Tevkif Yoluyla Kesilen Verginin Vergi Sorumlusunca Tahakkuk Ettirilmemesi veya Ödenmemesi
Nakden iade talebinin yerine getirilmesi için tevkif yoluyla kesilen vergilerin, ilgili vergi dairesine ödenmiş veya tahakkuk ettirilmiş olduğuna ilişkin belgenin istenildiği durumlarda, vergi sorumlusunun ödeme yapmaması veya hiç beyanda bulunmaması nedeniyle söz konusu belge ibraz edilemiyorsa, bu durum bağlı olunan vergi dairesine mükellef tarafından bildirilir.

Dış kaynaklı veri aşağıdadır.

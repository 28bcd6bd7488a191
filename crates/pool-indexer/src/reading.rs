use {alloy_primitives::{Address, U256}, anyhow::Result};

/// Fee assumed for pools whose snapshot does not report one, matching the
/// canonical 0.3% pair contracts.
pub const DEFAULT_POOL_FEE: u32 = 30;

/// A pool's balances as returned by the batched snapshot call.
#[derive(Clone, Copy, Debug)]
pub struct PoolSnapshot {
    pub reserve0: U256,
    pub reserve1: U256,
    /// Swap fee in basis points; `None` for venues with a fixed fee.
    pub fee: Option<u32>,
}

/// Batched on-chain state reader, typically backed by a multicall
/// aggregator so all pools are observed at the same block.
#[cfg_attr(any(test, feature = "test-util"), mockall::automock)]
#[async_trait::async_trait]
pub trait PoolReading: Send + Sync + 'static {
    /// Reads the state of every pool at the given block. The result is
    /// aligned with `pools`; an entry is `None` when the pool does not
    /// exist (yet) at that block.
    async fn read_states(&self, pools: &[Address], block: u64)
    -> Result<Vec<Option<PoolSnapshot>>>;
}
//! Canonical shapes for tokens, pool identifiers and quotes shared by all
//! venue adapters and the pricing coordinator.

use {
    alloy_primitives::{Address, U256},
    std::hash::{Hash, Hasher},
};

/// ERC20 token address used by convention whenever the chain's native
/// token is treated like an ERC20 token. Requests quoting it are rewritten
/// to the canonical wrapped token before venues that require wrapping are
/// queried.
pub const NATIVE_TOKEN: Address = Address::repeat_byte(0xee);

/// Pool id reported when a venue is skipped because the source token
/// carries a transfer fee the venue cannot model.
pub const SRC_TOKEN_TRANSFER_FEE_POOL: &str = "isSrcTokenTransferFeeToBeExchanged_pool";

/// A token is identified by its address alone; the decimal precision only
/// affects unit-quote scaling.
#[derive(Clone, Copy, Debug)]
pub struct Token {
    pub address: Address,
    pub decimals: u8,
}

impl Token {
    pub fn new(address: Address, decimals: u8) -> Self {
        Self { address, decimals }
    }

    pub fn is_native(&self) -> bool {
        self.address == NATIVE_TOKEN
    }

    /// One whole unit of this token in its smallest denomination.
    pub fn one_unit(&self) -> U256 {
        U256::from(10).pow(U256::from(self.decimals))
    }
}

impl PartialEq for Token {
    fn eq(&self, other: &Self) -> bool {
        self.address == other.address
    }
}

impl Eq for Token {}

impl Hash for Token {
    fn hash<H: Hasher>(&self, state: &mut H) {
        self.address.hash(state);
    }
}

/// Which side of the trade is fixed: SELL fixes the input amount, BUY the
/// output amount.
#[derive(Clone, Copy, Debug, Eq, PartialEq, Hash)]
pub enum Side {
    Sell,
    Buy,
}

/// Basis-point transfer fees of fee-on-transfer tokens, each in
/// `[0, 10_000]`.
#[derive(Clone, Copy, Debug, Default, Eq, PartialEq)]
pub struct TransferFeeParams {
    pub src_fee: u16,
    pub dest_fee: u16,
    pub src_dex_fee: u16,
    pub dest_dex_fee: u16,
}

impl TransferFeeParams {
    /// Whether the source token skims a fee on the way into the venue.
    /// Venues that cannot model this are skipped with a diagnostic quote.
    pub fn src_fee_in_play(&self) -> bool {
        self.src_fee > 0 || self.src_dex_fee > 0
    }
}

/// Key identifying one venue adapter, e.g. `"swapline"`.
#[derive(Clone, Debug, Eq, PartialEq, Hash, derive_more::Display)]
pub struct DexKey(pub String);

impl From<&str> for DexKey {
    fn from(key: &str) -> Self {
        Self(key.to_string())
    }
}

/// Opaque pool identifier of the form `<venueKey>_<payload>`, unique
/// across venues. Compared and hashed case-insensitively.
#[derive(Clone, Debug, Default, derive_more::Display)]
pub struct PoolId(pub String);

impl PoolId {
    /// Identifier payload for a token pair: the sorted pair of addresses.
    pub fn pair_payload(a: Address, b: Address) -> String {
        let (lo, hi) = if a <= b { (a, b) } else { (b, a) };
        format!("{lo:#x}_{hi:#x}")
    }

    pub fn for_pair(key: &DexKey, a: Address, b: Address) -> Self {
        Self(format!("{key}_{}", Self::pair_payload(a, b)))
    }
}

impl From<&str> for PoolId {
    fn from(id: &str) -> Self {
        Self(id.to_string())
    }
}

impl PartialEq for PoolId {
    fn eq(&self, other: &Self) -> bool {
        self.0.eq_ignore_ascii_case(&other.0)
    }
}

impl Eq for PoolId {}

impl Hash for PoolId {
    fn hash<H: Hasher>(&self, state: &mut H) {
        for byte in self.0.bytes() {
            byte.to_ascii_lowercase().hash(state);
        }
    }
}

/// Gas cost of executing a swap, either one figure for all amount chunks
/// or one figure per chunk.
#[derive(Clone, Debug, Eq, PartialEq)]
pub enum GasCost {
    Scalar(u64),
    PerChunk(Vec<u64>),
}

/// A quote for one pool. `prices[i]` is the output amount for
/// `amounts[i]` (SELL) or the required input for it (BUY); 0 means "no
/// quote for that chunk".
#[derive(Clone, Debug)]
pub struct PoolPrices {
    pub prices: Vec<U256>,
    /// Quote for one whole unit of the fixed-decimal token, used for
    /// price-impact baselining downstream.
    pub unit: U256,
    pub gas_cost: GasCost,
    /// The plain execution cost before the rollup overlay added the
    /// amortized L1 calldata cost to `gas_cost`.
    pub gas_cost_l2: Option<GasCost>,
    pub exchange: DexKey,
    pub pool_identifier: Option<PoolId>,
    pub pool_addresses: Vec<Address>,
    /// Venue-opaque payload consumed by transaction encoding.
    pub data: serde_json::Value,
}

/// Reasons the validation gate drops a quote.
#[derive(Clone, Copy, Debug, Eq, PartialEq, thiserror::Error)]
pub enum QuoteShapeError {
    #[error("price count does not match amount count")]
    PriceCountMismatch,
    #[error("gas cost count does not match amount count")]
    GasCostCountMismatch,
    #[error("nonzero price for zero amount")]
    NonZeroPriceForZeroAmount,
    #[error("nonzero gas cost for zero amount")]
    NonZeroGasCostForZeroAmount,
    #[error("all prices are zero")]
    AllPricesZero,
}

impl QuoteShapeError {
    /// Stable label for metrics.
    pub fn reason(&self) -> &'static str {
        match self {
            Self::PriceCountMismatch => "price_count",
            Self::GasCostCountMismatch => "gas_cost_count",
            Self::NonZeroPriceForZeroAmount => "price_for_zero_amount",
            Self::NonZeroGasCostForZeroAmount => "gas_for_zero_amount",
            Self::AllPricesZero => "all_prices_zero",
        }
    }
}

impl PoolPrices {
    /// Checks the cross-adapter output invariants against the request's
    /// amounts. Quotes failing any check are dropped by the coordinator.
    pub fn validate(&self, amounts: &[U256]) -> Result<(), QuoteShapeError> {
        if self.prices.len() != amounts.len() {
            return Err(QuoteShapeError::PriceCountMismatch);
        }
        if let GasCost::PerChunk(gas) = &self.gas_cost {
            if gas.len() != amounts.len() {
                return Err(QuoteShapeError::GasCostCountMismatch);
            }
            if amounts
                .iter()
                .zip(gas)
                .any(|(amount, gas)| amount.is_zero() && *gas != 0)
            {
                return Err(QuoteShapeError::NonZeroGasCostForZeroAmount);
            }
        }
        if amounts
            .iter()
            .zip(&self.prices)
            .any(|(amount, price)| amount.is_zero() && !price.is_zero())
        {
            return Err(QuoteShapeError::NonZeroPriceForZeroAmount);
        }
        if self.prices.iter().all(U256::is_zero) {
            return Err(QuoteShapeError::AllPricesZero);
        }
        Ok(())
    }
}

/// A quote envelope: either a full `PoolPrices` or a diagnostic `None`
/// with the reason recorded in `pool_id`.
#[derive(Clone, Debug)]
pub struct ImprovedPoolPrice {
    pub dex_key: DexKey,
    pub pool_id: PoolId,
    pub prices: Option<PoolPrices>,
}

/// Canonicalizes an adapter's answer into envelopes. An absent or empty
/// answer still contributes one (diagnostic) envelope so that every
/// adapter invocation is traceable in the result.
pub fn to_improved_pool_prices(
    dex_key: &DexKey,
    prices: Option<Vec<PoolPrices>>,
) -> Vec<ImprovedPoolPrice> {
    match prices {
        Some(prices) if !prices.is_empty() => prices
            .into_iter()
            .map(|prices| ImprovedPoolPrice {
                dex_key: dex_key.clone(),
                pool_id: prices.pool_identifier.clone().unwrap_or_default(),
                prices: Some(prices),
            })
            .collect(),
        _ => vec![ImprovedPoolPrice {
            dex_key: dex_key.clone(),
            pool_id: PoolId::default(),
            prices: None,
        }],
    }
}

Konu, ilgili vergi dairesi tarafından vergi sorumlusunun bağlı olduğu vergi dairesine iletilir ve verginin tahakkuku veya tahsili için gerekli işlemlere ivedilikle başlanır. Verginin tahakkuku ve/veya tahsilinden sonra nakden iade işlemleri Gelir Vergisi 252 Seri Nolu Tebliğin ilgili bölümlerinde yapılan açıklamalar çerçevesinde yerine getirilir.
Vergi kesintisi yapanlarca kesilen vergilerin tahakkuk ettirilmiş olmasına rağmen tecil, taksitlendirme veya borçların yeniden yapılandırılması nedenleriyle ödenmemesi durumunda, mükelleflerce ilgili kurum veya kuruluşlarca istihkaklarından kesinti yapıldığına ilişkin belgeye tecil veya taksitlendirme yapıldığına ilişkin ilgili kurumdan alınacak yazının eklenmesi yeterlidir.

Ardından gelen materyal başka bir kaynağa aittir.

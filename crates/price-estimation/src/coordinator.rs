use {
    alloy_primitives::U256,
    futures::future::join_all,
    indexmap::IndexMap,
    liquidity_sources::{
        Capabilities, DexKey, GasCost, ImprovedPoolPrice, LiquiditySource, PoolId, PoolPrices,
        PricesQuery, Registry, SRC_TOKEN_TRANSFER_FEE_POOL, Side, Token, TransferFeeParams,
        to_improved_pool_prices,
    },
    prometheus::IntCounterVec,
    std::{collections::HashMap, sync::Arc, time::Duration},
    tracing::instrument,
};

#[derive(Clone, Copy, Debug)]
pub struct Config {
    pub fetch_pool_identifier_timeout: Duration,
    pub fetch_pool_prices_timeout: Duration,
}

/// Why one venue's contribution to a request failed. The display string
/// doubles as the pool id of the error envelope, which keeps venues
/// traceable in the result without leaking error chains downstream.
#[derive(Debug, thiserror::Error)]
pub enum QuoteError {
    #[error("Timeout")]
    Timeout,
    #[error("{0}")]
    Adapter(anyhow::Error),
    #[error("InvalidCalldataGasCost")]
    InvalidCalldataGasCost,
}

#[derive(prometheus_metric_storage::MetricStorage)]
#[metric(subsystem = "pricing")]
struct Metrics {
    /// Identifier discovery failures per venue.
    #[metric(labels("dex"))]
    identifier_errors: IntCounterVec,

    /// Quote failures per venue, including timeouts.
    #[metric(labels("dex", "kind"))]
    price_errors: IntCounterVec,

    /// Quotes dropped by the validation gate.
    #[metric(labels("dex", "reason"))]
    validation_rejections: IntCounterVec,
}

/// Fans pricing work out across venue adapters.
///
/// Every per-adapter call runs under its own deadline and failures stay
/// contained: a venue that errors or times out contributes a diagnostic
/// envelope (or an empty identifier list), never an aggregate failure.
pub struct PriceAggregator {
    registry: Arc<Registry>,
    /// The canonical wrapped form the native-token sentinel is rewritten
    /// to for venues that require wrapping.
    wrapped_native: Token,
    config: Config,
    metrics: &'static Metrics,
}

impl PriceAggregator {
    pub fn new(registry: Arc<Registry>, wrapped_native: Token, config: Config) -> Self {
        Self {
            registry,
            wrapped_native,
            config,
            metrics: Metrics::instance(observe::metrics::get_storage_registry()).unwrap(),
        }
    }

    /// Discovers applicable pool identifiers per venue. The result
    /// preserves the order of `keys`; unknown keys are silently excluded.
    /// A `None` entry marks a venue that opted out because its prices are
    /// constant and `filter_constant_price` was requested.
    #[instrument(skip_all, fields(block, ?side))]
    pub async fn pool_identifiers(
        &self,
        from: &Token,
        to: &Token,
        side: Side,
        block: u64,
        keys: &[DexKey],
        filter_constant_price: bool,
    ) -> IndexMap<DexKey, Option<Vec<PoolId>>> {
        let sources = self.resolve(keys);
        if from == to {
            return sources
                .into_iter()
                .map(|(key, _)| (key, Some(vec![])))
                .collect();
        }

        join_all(sources.into_iter().map(|(key, source)| async move {
            let capabilities = source.capabilities();
            if filter_constant_price && capabilities.constant_price_large_amounts {
                return (key, None);
            }
            let (from, to) = self.wrap_native(&capabilities, from, to);
            let identifiers = tokio::time::timeout(
                self.config.fetch_pool_identifier_timeout,
                source.pool_identifiers(&from, &to, side, block),
            )
            .await;
            let identifiers = match identifiers {
                Ok(Ok(identifiers)) => identifiers,
                Ok(Err(err)) => {
                    tracing::warn!(dex = %key, ?err, "pool identifier discovery failed");
                    self.metrics
                        .identifier_errors
                        .with_label_values(&[&key.0])
                        .inc();
                    vec![]
                }
                Err(_) => {
                    tracing::warn!(dex = %key, "pool identifier discovery timed out");
                    self.metrics
                        .identifier_errors
                        .with_label_values(&[&key.0])
                        .inc();
                    vec![]
                }
            };
            (key, Some(identifiers))
        }))
        .await
        .into_iter()
        .collect()
    }

    /// Quotes the requested amounts across venues. The flattened result
    /// is ordered by `keys` first and by each venue's pool order second;
    /// quotes failing validation are dropped, diagnostic envelopes pass
    /// through untouched.
    #[instrument(skip_all, fields(block, ?side))]
    pub async fn pool_prices(
        &self,
        from: &Token,
        to: &Token,
        amounts: &[U256],
        side: Side,
        block: u64,
        keys: &[DexKey],
        limit_pools: Option<&HashMap<DexKey, Vec<PoolId>>>,
        transfer_fees: &TransferFeeParams,
        rollup_l1_to_l2_gas_ratio: Option<f64>,
    ) -> Vec<ImprovedPoolPrice> {
        if from == to {
            return vec![];
        }

        let sources = self.resolve(keys);
        let envelopes = join_all(sources.into_iter().map(|(key, source)| {
            self.prices_for_dex(
                key,
                source,
                from,
                to,
                amounts,
                side,
                block,
                limit_pools,
                transfer_fees,
                rollup_l1_to_l2_gas_ratio,
            )
        }))
        .await;

        envelopes
            .into_iter()
            .flatten()
            .filter(|envelope| self.passes_validation(envelope, amounts))
            .collect()
    }

    /// One venue's contribution, bounded by the quote deadline. Work
    /// still pending at the deadline is abandoned, not awaited.
    #[allow(clippy::too_many_arguments)]
    async fn prices_for_dex(
        &self,
        key: DexKey,
        source: Arc<dyn LiquiditySource>,
        from: &Token,
        to: &Token,
        amounts: &[U256],
        side: Side,
        block: u64,
        limit_pools: Option<&HashMap<DexKey, Vec<PoolId>>>,
        transfer_fees: &TransferFeeParams,
        rollup_l1_to_l2_gas_ratio: Option<f64>,
    ) -> Vec<ImprovedPoolPrice> {
        let limit = limit_pools.and_then(|limits| limits.get(&key));
        if limit.is_some_and(|limit| limit.is_empty()) {
            // The caller explicitly ruled out every pool of this venue.
            return vec![];
        }

        let capabilities = source.capabilities();
        if transfer_fees.src_fee_in_play() && !capabilities.fee_on_transfer {
            return vec![ImprovedPoolPrice {
                dex_key: key,
                pool_id: PoolId::from(SRC_TOKEN_TRANSFER_FEE_POOL),
                prices: None,
            }];
        }

        let query = self.query_adapter(
            &key,
            &source,
            &capabilities,
            from,
            to,
            amounts,
            side,
            block,
            limit,
            transfer_fees,
            rollup_l1_to_l2_gas_ratio,
        );
        match tokio::time::timeout(self.config.fetch_pool_prices_timeout, query).await {
            Ok(Ok(envelopes)) => envelopes,
            Ok(Err(err)) => {
                tracing::warn!(dex = %key, %err, "quoting failed");
                self.metrics
                    .price_errors
                    .with_label_values(&[&key.0, "error"])
                    .inc();
                vec![error_envelope(key, &err)]
            }
            Err(_) => {
                tracing::warn!(dex = %key, "quoting timed out");
                self.metrics
                    .price_errors
                    .with_label_values(&[&key.0, "timeout"])
                    .inc();
                vec![error_envelope(key, &QuoteError::Timeout)]
            }
        }
    }

    #[allow(clippy::too_many_arguments)]
    async fn query_adapter(
        &self,
        key: &DexKey,
        source: &Arc<dyn LiquiditySource>,
        capabilities: &Capabilities,
        from: &Token,
        to: &Token,
        amounts: &[U256],
        side: Side,
        block: u64,
        limit_pools: Option<&Vec<PoolId>>,
        transfer_fees: &TransferFeeParams,
        rollup_l1_to_l2_gas_ratio: Option<f64>,
    ) -> Result<Vec<ImprovedPoolPrice>, QuoteError> {
        let (from, to) = self.wrap_native(capabilities, from, to);
        let prices = source
            .prices_volume(&PricesQuery {
                from: &from,
                to: &to,
                amounts,
                side,
                block,
                limit_pools: limit_pools.map(Vec::as_slice),
                transfer_fees: *transfer_fees,
            })
            .await
            .map_err(QuoteError::Adapter)?;

        let mut envelopes = to_improved_pool_prices(key, prices);
        if let Some(ratio) = rollup_l1_to_l2_gas_ratio {
            for envelope in &mut envelopes {
                if let Some(prices) = &mut envelope.prices {
                    let l1 = source.calldata_gas_cost(prices);
                    apply_rollup_overlay(prices, l1, ratio, amounts.len()).map_err(|err| {
                        tracing::warn!(dex = %key, %err, "invalid calldata gas cost");
                        QuoteError::InvalidCalldataGasCost
                    })?;
                }
            }
        }
        Ok(envelopes)
    }

    fn passes_validation(&self, envelope: &ImprovedPoolPrice, amounts: &[U256]) -> bool {
        let Some(prices) = &envelope.prices else {
            // Diagnostic envelopes carry the failure lineage and are kept.
            return true;
        };
        match prices.validate(amounts) {
            Ok(()) => true,
            Err(err) => {
                tracing::warn!(exchange = %prices.exchange, %err, "dropping invalid quote");
                self.metrics
                    .validation_rejections
                    .with_label_values(&[&prices.exchange.0, err.reason()])
                    .inc();
                false
            }
        }
    }

    /// Resolves keys to adapters, preserving order. Unknown keys are
    /// recovered locally: logged and excluded from this call.
    fn resolve(&self, keys: &[DexKey]) -> Vec<(DexKey, Arc<dyn LiquiditySource>)> {
        keys.iter()
            .filter_map(|key| match self.registry.dex_by_key(key) {
                Ok(source) => Some((key.clone(), source)),
                Err(err) => {
                    tracing::debug!(%err, "venue excluded from request");
                    None
                }
            })
            .collect()
    }

    fn wrap_native(
        &self,
        capabilities: &Capabilities,
        from: &Token,
        to: &Token,
    ) -> (Token, Token) {
        if !capabilities.need_wrap_native {
            return (*from, *to);
        }
        let wrap = |token: &Token| {
            if token.is_native() {
                self.wrapped_native
            } else {
                *token
            }
        };
        (wrap(from), wrap(to))
    }
}

fn error_envelope(dex_key: DexKey, err: &QuoteError) -> ImprovedPoolPrice {
    ImprovedPoolPrice {
        dex_key,
        pool_id: PoolId(err.to_string()),
        prices: None,
    }
}

#[derive(Debug, thiserror::Error)]
#[error("calldata gas cost shape does not match the quote's gas cost")]
struct OverlayShapeMismatch;

/// Folds the venue's L1 calldata gas, scaled by the rollup ratio, into
/// the execution gas cost. The plain L2 figure is preserved alongside.
fn apply_rollup_overlay(
    prices: &mut PoolPrices,
    l1: GasCost,
    ratio: f64,
    chunks: usize,
) -> Result<(), OverlayShapeMismatch> {
    prices.gas_cost_l2 = Some(prices.gas_cost.clone());
    match (&mut prices.gas_cost, l1) {
        (GasCost::Scalar(gas), GasCost::Scalar(l1)) => *gas += amortized(l1, ratio),
        (GasCost::PerChunk(gas), GasCost::PerChunk(l1))
            if gas.len() == chunks && l1.len() == chunks =>
        {
            for (gas, l1) in gas.iter_mut().zip(l1) {
                *gas += amortized(l1, ratio);
            }
        }
        _ => return Err(OverlayShapeMismatch),
    }
    Ok(())
}

fn amortized(l1_gas: u64, ratio: f64) -> u64 {
    (ratio * l1_gas as f64).ceil() as u64
}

Tevkif Yoluyla Kesilen Verginin (KDV 2 ile beyan edilen KDV) Vergi Sorumlusunca Ödenmemesi Halinde İade Edilemeyeceği Yönündeki Düzenleme İle İlgili Gelişmeler
Bilindiği üzere, tevkifat uygulamasından doğan KDV iadelerine, alıcılar tarafından tevkif edilen KDV’nin vergi dairesine ödenmiş olması şartı (35 Seri No.lu KDV Tebliği) getirilmiş, tevkifat iadelerine ödeme şartı getiren bu düzenleme, 1 Mart 2021 tarihinde yürürlüğe girmişti.
Bu düzenleme için Bakanlık KDV Kanununda bir değişikliği yapmamış, KDV Genel Uygulama Tebliği’nde yer alan “İade taleplerinin yerine getirilmesinde, alıcı tarafından 2 No.lu KDV Beyannamesi ile beyan edilen ve tahakkuk ettirilen KDV’nin ödenmiş olması şartı aranmaz ” şeklindeki cümleyi, “…..KDV’nin ödenmiş̧ olması şarttır” şeklinde değiştirmek suretiyle gerçekleştirmiştir.
Ancak, KDV tevkifatından doğan iade işleminde hizmet tesliminde bulunan mükellefin, tevkifatı yapan alıcı mükelleflerin ödevlerini yerine getirip getirmeme konusunda tasarrufunun bulunmadığı bir ortamda, ödeme ödevini yerine getirmeyen alıcının kusuru nedeniyle satıcının KDV iade alacağının engellenmesinin hukuka aykırı olduğu gerekçesi ile konu yargıya taşınmıştır.
Danıştay 4. Dairesi, (09.09.2021 tarih Esas No : 2021/2647 sayılı Kararı) olay ile ilgili olarak verdiği kararda, ‘her ne kadar 35 Seri No.lu Tebliğ ile, iade taleplerinin yerine getirilmesinde, alıcı tarafından 2 No.lu KDV beyannamesi ile beyan edilen ve tahakkuk ettirilen KDV’nin ödenmiş olması şartı öngörülmüş ise de, KDV Kanununda ödenmiş olma şartına yer verilmediğinden, bu haliyle, Kanunda Hazine ve Maliye Bakanlığına tanınan yetkinin sınırları aşılarak düzenlenen ve mükelleflere Kanunda yer almayan bir yükümlülük yükleyen dava konusu Tebliğ hükmünde hukuka uygunluk bulmamış ve uygulanması halinde telafisi güç veya imkansız zararların doğmasına yol açabileceği dikkate alınarak, Tebliğ hükmünün yürütmesinin durdurulması gerektiği’ şeklinde karar vermiştir.
Bu gelişme ile birlikte, Danıştay tarafından verilen kararın kesinleşmesi halinde, tevkifattan doğan KDV iade alacaklarında, alıcılar tarafından tevkif edilen KDV’nin ödenmiş olması şartı için yeni bir düzenleme ihtiyacı ortaya çıkacaktır. Ancak her halükarda, söz konusu kararın kesinleşmesine müteakip, ödenme şartı gerekçesi ile duran/yapılmayan iadelerin önündeki engel kalkmış olacaktır.